Air-Pulse Generating Device with Self-Demodulation and Airflow Generating Method Thereof

Description

CROSS REFERENCE TO RELATED APPLICATIONS

This application claims the benefit of U.S. Provisional Application No. 63/691,202, filed on Sep. 5, 2024. The content of the application is incorporated herein by reference.

BACKGROUND OF THE INVENTION

1. Field of the Invention

The present application relates to an air-pulse generating device and an airflow generating method thereof, and more particularly, to an air-pulse generating device capable of self-demodulation and an airflow generating method thereof.

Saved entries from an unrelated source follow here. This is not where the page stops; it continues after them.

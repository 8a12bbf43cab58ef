//! RoadRater backend - HTTP API for crowdsourced road-quality ratings.
//!
//! This is the main entry point for the roadrater service.

use std::sync::Arc;

use tracing_subscriber::{layer::SubscriberExt, util::SubscriberInitExt};

use roadrater_service::{create_router, AppState, ServiceConfig};
use roadrater_store::PgStore;

#[tokio::main]
async fn main() -> Result<(), Box<dyn std::error::Error>> {
    // Initialize tracing
    tracing_subscriber::registry()
        .with(
            tracing_subscriber::EnvFilter::try_from_default_env()
                .unwrap_or_else(|_| "info,roadrater=debug".into()),
        )
        .with(tracing_subscriber::fmt::layer())
        .init();

    tracing::info!("Starting RoadRater backend");

    // Load configuration from environment; invalid config exits here.
    let config = ServiceConfig::from_env()?;

    tracing::info!(
        port = %config.port,
        cors_origins = ?config.cors_origins,
        "Service configuration loaded"
    );

    // Connect to PostgreSQL and apply the schema
    let store = PgStore::connect(&config.database_url).await?;
    store.ensure_schema().await?;

    // Build app state
    let state = AppState::new(Arc::new(store), config.clone());

    // Create the router
    let app = create_router(state);
    tracing::info!("Router configured with all API endpoints");

    // Start HTTP server
    let addr = config.listen_addr();
    tracing::info!(listen_addr = %addr, "Starting HTTP server");
    let listener = tokio::net::TcpListener::bind(&addr).await?;
    axum::serve(listener, app).await?;

    Ok(())
}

2. Description of the Prior Art

Unless otherwise indicated herein, the approaches described in this section are not prior art to the claims in this application and are not admitted as prior art by inclusion in this section.

Air-pulse generating device disclosed in U.S. Pat. No. 11,943,585 operates based on an ultrasonic modulation (by common mode signal SM) and demodulation (by differential mode signal SV) scheme which is capable of producing airflow according to an input signal.

When the input signal represents audible sound, the airflow generated will correspond to the audible sound and the device may serve as an electrical to acoustic/sound transducer. When the input signal is a DC (DC: direct current) voltage level, the airflow generated will be a DC airflow and the device may serve as a micro fan for air moving purposes such as active cooling etc.

Note that, utilizing two types of signals to drive air-pulse generating device requires more complexity.

Therefore, how to reduce complexity for air-pulse generating device is a significant objective in the field.

SUMMARY OF THE INVENTION

It is therefore a primary objective of the present application to provide an air-pulse generating device capable of self-demodulation and an airflow generating method thereof, to improve over disadvantages of the prior art.

An embodiment of the present application provides an air-pulse generating device, comprising a flap pair, comprising a first flap and a second flap opposite to each other; wherein the first flap and the second flap oscillate at an oscillation frequency and oscillate in an out-of-phase fashion with each other; wherein during an oscillation of the flap pair, the flap pair forms a virtual valve or an opening at an opening rate corresponding to the oscillation frequency.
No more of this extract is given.